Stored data

--------------------------------------------------

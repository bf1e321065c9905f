//! Fieldbook domain records.
//!
//! Clients own projects; projects own structures and inspections; structures
//! own findings. Every record implements [`Entity`] so the sync engine can
//! route, compare and cascade it without knowing its payload.

use fieldbook_common::Entity;

pub mod client;
pub mod finding;
pub mod inspection;
pub mod project;
pub mod structure;

pub use client::Client;
pub use finding::{Finding, Severity};
pub use inspection::{Inspection, InspectionStatus};
pub use project::Project;
pub use structure::Structure;

/// Type tags of every record kind, parents before children.
pub const ENTITY_TYPES: [&str; 5] = [
    Client::TYPE_ID,
    Project::TYPE_ID,
    Structure::TYPE_ID,
    Inspection::TYPE_ID,
    Finding::TYPE_ID,
];

/// Implements the sync-relevant accessors for a record with the standard
/// `id`, `updated_at` and `deleted_at` fields.
macro_rules! impl_entity {
    ($ty:ty, $type_id:literal) => {
        impl fieldbook_common::Entity for $ty {
            const TYPE_ID: &'static str = $type_id;

            fn id(&self) -> &fieldbook_common::EntityId {
                &self.id
            }
            fn updated_at(&self) -> fieldbook_common::Timestamp {
                self.updated_at
            }
            fn set_updated_at(&mut self, at: fieldbook_common::Timestamp) {
                self.updated_at = at;
            }
            fn deleted_at(&self) -> Option<fieldbook_common::Timestamp> {
                self.deleted_at
            }
            fn set_deleted_at(&mut self, at: fieldbook_common::Timestamp) {
                self.deleted_at = Some(at);
            }
        }
    };
    ($ty:ty, $type_id:literal, parent = $parent:literal, $parent_field:ident) => {
        impl fieldbook_common::Entity for $ty {
            const TYPE_ID: &'static str = $type_id;
            const PARENT_TYPE_ID: Option<&'static str> = Some($parent);

            fn id(&self) -> &fieldbook_common::EntityId {
                &self.id
            }
            fn parent_id(&self) -> Option<&fieldbook_common::EntityId> {
                Some(&self.$parent_field)
            }
            fn updated_at(&self) -> fieldbook_common::Timestamp {
                self.updated_at
            }
            fn set_updated_at(&mut self, at: fieldbook_common::Timestamp) {
                self.updated_at = at;
            }
            fn deleted_at(&self) -> Option<fieldbook_common::Timestamp> {
                self.deleted_at
            }
            fn set_deleted_at(&mut self, at: fieldbook_common::Timestamp) {
                self.deleted_at = Some(at);
            }
        }
    };
}

pub(crate) use impl_entity;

--------------------------------------------------

Problem description: All records are to be retyped precisely.

Written answer:
repository bf1e321065c9905f
//! Fieldbook domain records.
//!
//! Clients own projects; projects own structures and inspections; structures
//! own findings. Every record implements [`Entity`] so the sync engine can
//! route, compare and cascade it without knowing its payload.

use fieldbook_common::Entity;

pub mod client;
pub mod finding;
pub mod inspection;
pub mod project;
pub mod structure;

pub use client::Client;
pub use finding::{Finding, Severity};
pub use inspection::{Inspection, InspectionStatus};
pub use project::Project;
pub use structure::Structure;

/// Type tags of every record kind, parents before children.
pub const ENTITY_TYPES: [&str; 5] = [
    Client::TYPE_ID,
    Project::TYPE_ID,
    Structure::TYPE_ID,
    Inspection::TYPE_ID,
    Finding::TYPE_ID,
];

/// Implements the sync-relevant accessors for a record with the standard
/// `id`, `updated_at` and `deleted_at` fields.
macro_rules! impl_entity {
    ($ty:ty, $type_id:literal) => {
        impl fieldbook_common::Entity for $ty {
            const TYPE_ID: &'static str = $type_id;

            fn id(&self) -> &fieldbook_common::EntityId {
                &self.id
            }
            fn updated_at(&self) -> fieldbook_common::Timestamp {
                self.updated_at
            }
            fn set_updated_at(&mut self, at: fieldbook_common::Timestamp) {
                self.updated_at = at;
            }
            fn deleted_at(&self) -> Option<fieldbook_common::Timestamp> {
                self.deleted_at
            }
            fn set_deleted_at(&mut self, at: fieldbook_common::Timestamp) {
                self.deleted_at = Some(at);
            }
        }
    };
    ($ty:ty, $type_id:literal, parent = $parent:literal, $parent_field:ident) => {
        impl fieldbook_common::Entity for $ty {
            const TYPE_ID: &'static str = $type_id;
            const PARENT_TYPE_ID: Option<&'static str> = Some($parent);

            fn id(&self) -> &fieldbook_common::EntityId {
                &self.id
            }
            fn parent_id(&self) -> Option<&fieldbook_common::EntityId> {
                Some(&self.$parent_field)
            }
            fn updated_at(&self) -> fieldbook_common::Timestamp {
                self.updated_at
            }
            fn set_updated_at(&mut self, at: fieldbook_common::Timestamp) {
                self.updated_at = at;
            }
            fn deleted_at(&self) -> Option<fieldbook_common::Timestamp> {
                self.deleted_at
            }
            fn set_deleted_at(&mut self, at: fieldbook_common::Timestamp) {
                self.deleted_at = Some(at);
            }
        }
    };
}

pub(crate) use impl_entity;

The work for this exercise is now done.